Wettability, Adsorption and Adhesion in Polymer (PMMA)—Commercially Available Mouthrinse System

• Published in: Materials Vol. 16; no. 17; p. 5753
• Main Authors: Pogorzelski, Stanislaw, Janowicz, Paulina, Dorywalski, Krzysztof, Boniewicz-Szmyt, Katarzyna, Rochowski, Pawel
• Format: Journal Article
• Language: English
• Published: Basel MDPI AG 22.08.2023; MDPI
• Subjects: Adhesion; Adsorption; Adsorptivity; Analysis; Cell adhesion & migration; Contact angle; contact angle-wettability; Dependence; Enthalpy; Enzymes; Free energy; Interfaces; interfacial molecular partitioning; Liquid flow; mouthrinse-PMMA; Oral hygiene; Parameters; Polymer industry; Polymers; Polymethyl methacrylate; Surface active agents; surface adsorption; Surface chemistry; Surface properties; Surface tension; surface thermodynamics; Surfactants; Temperature; Wettability; Poland
• ISSN: 1996-1944; 1996-1944
• DOI: 10.3390/ma16175753

The study concerns the evaluation of the physicochemical and thermo-adsorptive surface properties of six commercially available mouthrinses, particularly surface tension, surface activity, partitioning coefficient, critical micellar concentration, Gibbs excesses at interfaces, surface entropy, and enthalpy. The aim was to quantify their effect on the adhesion and wettability of a model poly(methyl methacrylate) (PMMA) polymer. The adsorptive and thermal surface characteristics were derived from surface tension (γLV) vs. concentration and temperature dependences.

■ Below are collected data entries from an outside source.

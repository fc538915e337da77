//! Speech synthesis.
//!
//! [`SpeechSynthesizer`] is the seam the pipeline's second step depends on;
//! [`google::GoogleTtsClient`] is the production implementation.

use async_trait::async_trait;

use hot_topic_core::audio::AudioPayload;

pub mod google;

pub use google::GoogleTtsClient;

/// Turns narration text into audio.
#[async_trait]
pub trait SpeechSynthesizer: Send + Sync {
    /// Synthesizer identifier for logs (e.g., "google").
    fn id(&self) -> &str;

    /// Synthesize `text`. Any failure is a fault; callers do not retry.
    async fn synthesize(&self, text: &str) -> anyhow::Result<AudioPayload>;
}
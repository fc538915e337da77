//! System prompt builder for the Topic Agent.

use chrono::NaiveDate;

use hot_topic_core::types::DATE_FORMAT;
use hot_topic_tools::ToolRegistry;

/// Built-in persona. Output is read aloud, so it forbids markup.
pub const DEFAULT_PERSONA: &str = "\
■ペルソナ
あなたは最先端の技術に詳しい、経験豊富なWebエンジニアです。

■話し方
必ず日本語で答えてください。
内容は淡々と、しかし丁寧で明るく親しみやすい口調で伝えてください。
冒頭は挨拶を含めて1行程度にまとめます（例:「こんにちは、今日のエンジニア界隈の話題をお届けします」）。
自己紹介や感想、個人的な経験談は不要です。
結果は音声で読み上げられます。# や * や - などの記号は使わず、読み上げて自然な文章にしてください。
見つかった話題だけを伝え、見つからなかったキーワードについては触れないでください。
全体で300文字以内に要約してください。

■ツールの使い方
必ず live_search ツールで最新のXの投稿を検索してください。
ユーザーが日付を指定した場合（例:「2024-10-03の開発関連トピックを調べて教えて」）は、その日付を target_date に設定します。
日付の指定がなければ target_date を空にして、今日を対象に検索します。
Web・システム開発に関する話題（技術、トレンド、サービス、ニュース、ライブラリ、フレームワーク、AI、エンジニアのキャリアなど）から、
いまエンジニアが関心を持ちそうな具体的な技術名やキーワード（React、TypeScript、Next.js、Go、Rust、AI開発など）を自分で考えてクエリにしてください。
1回の検索につきキーワードは1つだけにし、「トレンド」「最新技術」のような抽象的な語は使わないでください。
min_favorites は 10 以上、min_views は 100 以上を指定してください。
3〜5件程度を選び、元の投稿内容（原文と日本語訳）と、いいね数や返信などの反響を含めて紹介してください。
反響の大きい投稿を優先し、エンジニアにとって有用で興味深い情報を選んでください。

■注意
指定された日付が未来であっても、そのまま live_search ツールを使ってください。";

/// Build the system prompt for one run.
///
/// `persona` replaces [`DEFAULT_PERSONA`] when set.
pub fn build_system_prompt(persona: Option<&str>, tools: &ToolRegistry, today: NaiveDate) -> String {
    let mut parts = vec![persona.unwrap_or(DEFAULT_PERSONA).to_string()];

    parts.push(format!("今日の日付: {}", today.format(DATE_FORMAT)));

    let tool_names = tools.list();
    if !tool_names.is_empty() {
        parts.push(format!("Available tools: {}", tool_names.join(", ")));
    }

    parts.join("\n\n")
}

#[cfg(test)]
mod tests {
    use super::*;
    use hot_topic_core::config::Config;
    use hot_topic_core::types::parse_date;

    #[test]
    fn test_default_persona_and_date() {
        let tools = ToolRegistry::with_live_search(&Config::default());
        let prompt = build_system_prompt(None, &tools, parse_date("2025-01-15").unwrap());
        assert!(prompt.contains("300文字以内"));
        assert!(prompt.contains("今日の日付: 2025-01-15"));
        assert!(prompt.contains("Available tools: live_search"));
    }

    #[test]
    fn test_persona_overrides_default() {
        let tools = ToolRegistry::new();
        let prompt = build_system_prompt(
            Some("You are a terse release-notes reader."),
            &tools,
            parse_date("2025-01-15").unwrap(),
        );
        assert!(prompt.starts_with("You are a terse release-notes reader."));
        assert!(!prompt.contains("■ペルソナ"));
        assert!(!prompt.contains("Available tools"));
    }
}
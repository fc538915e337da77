use thiserror::Error;

#[derive(Debug, Error)]
pub enum HotTopicError {
    #[error("Config error: {0}")]
    Config(String),

    #[error("Workflow error: {0}")]
    Workflow(String),

    #[error("Provider error: {0}")]
    Provider(String),

    #[error("Tool error: {0}")]
    Tool(String),

    #[error("Synthesis error: {0}")]
    Synthesis(String),

    #[error("Audio error: {0}")]
    Audio(String),

    #[error("Invalid date '{input}': expected YYYY-MM-DD")]
    InvalidDate { input: String },

    #[error("IO error: {0}")]
    Io(#[from] std::io::Error),

    #[error("JSON error: {0}")]
    Json(#[from] serde_json::Error),

    #[error(transparent)]
    Other(#[from] anyhow::Error),
}

pub type Result<T> = std::result::Result<T, HotTopicError>;
//! In-memory conversation for a single agent run.
//!
//! Nothing here is persisted: a [`Conversation`] is created per pipeline run
//! and dropped with it.

use chrono::{DateTime, Utc};
use serde::{Deserialize, Serialize};

use crate::types::ContentBlock;

/// A single entry in the conversation transcript.
#[derive(Debug, Clone, Serialize, Deserialize)]
#[serde(tag = "type")]
pub enum TranscriptEntry {
    #[serde(rename = "user")]
    User {
        content: Vec<ContentBlock>,
        timestamp: DateTime<Utc>,
    },
    #[serde(rename = "assistant")]
    Assistant {
        content: Vec<ContentBlock>,
        #[serde(skip_serializing_if = "Option::is_none")]
        usage: Option<Usage>,
        timestamp: DateTime<Utc>,
    },
    #[serde(rename = "tool_result")]
    ToolResult {
        tool_use_id: String,
        tool: String,
        content: String,
        is_error: bool,
        timestamp: DateTime<Utc>,
    },
}

#[derive(Debug, Clone, Default, Serialize, Deserialize)]
pub struct Usage {
    pub input_tokens: u64,
    pub output_tokens: u64,
}

/// Per-run conversation memory.
#[derive(Debug, Clone, Default)]
pub struct Conversation {
    pub transcript: Vec<TranscriptEntry>,
}

impl Conversation {
    pub fn new() -> Self {
        Self::default()
    }

    pub fn append(&mut self, entry: TranscriptEntry) {
        self.transcript.push(entry);
    }

    pub fn push_user_text(&mut self, text: &str) {
        self.append(TranscriptEntry::User {
            content: vec![ContentBlock::Text {
                text: text.to_string(),
            }],
            timestamp: Utc::now(),
        });
    }

    pub fn len(&self) -> usize {
        self.transcript.len()
    }

    pub fn is_empty(&self) -> bool {
        self.transcript.is_empty()
    }

    /// Number of tool results recorded so far.
    pub fn tool_result_count(&self) -> usize {
        self.transcript
            .iter()
            .filter(|e| matches!(e, TranscriptEntry::ToolResult { .. }))
            .count()
    }
}

#[cfg(test)]
mod tests {
    use super::*;

    #[test]
    fn test_push_user_text() {
        let mut conv = Conversation::new();
        assert!(conv.is_empty());
        conv.push_user_text("今日の開発関連トピックを調べて教えて");
        assert_eq!(conv.len(), 1);
        match &conv.transcript[0] {
            TranscriptEntry::User { content, .. } => match &content[0] {
                ContentBlock::Text { text } => assert!(text.contains("開発関連")),
                other => panic!("unexpected block: {other:?}"),
            },
            other => panic!("unexpected entry: {other:?}"),
        }
    }

    #[test]
    fn test_transcript_entry_tagged_serialization() {
        let entry = TranscriptEntry::ToolResult {
            tool_use_id: "call_1".into(),
            tool: "live_search".into(),
            content: "ok".into(),
            is_error: false,
            timestamp: Utc::now(),
        };
        let json = serde_json::to_value(&entry).unwrap();
        assert_eq!(json["type"], "tool_result");
        assert_eq!(json["tool"], "live_search");
    }
}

Polymer surface wettability was characterized by the contact angle hysteresis (CAH) formalism, using the measurable advancing ΘA and receding ΘR dynamic contact angles and γLV as the input data. Further, wettability parameters: Young static angle (Θ), film pressure (Π), surface free energy (γSV) with its dispersive and polar components, work of adhesion (WA), and adhesional tension (γLV cosΘA) were considered as interfacial interaction indicators. The mouthrinse effect demonstrated the parameter’s evolution in reference to the PMMA/pure water case: Θ, ΘA and ΘR↓, CAH↑, Π↓, WA↓, γSV↓, and γLVcosΘA↑. Furthermore, the variations of the surface excess ratio pointed to the formation of multilayered structures of surfactants composing the mouthrinse mixtures considered. The contact angle data allowed for the penetration coefficient and the Marangoni temperature gradient-driven liquid flow speed to be estimated.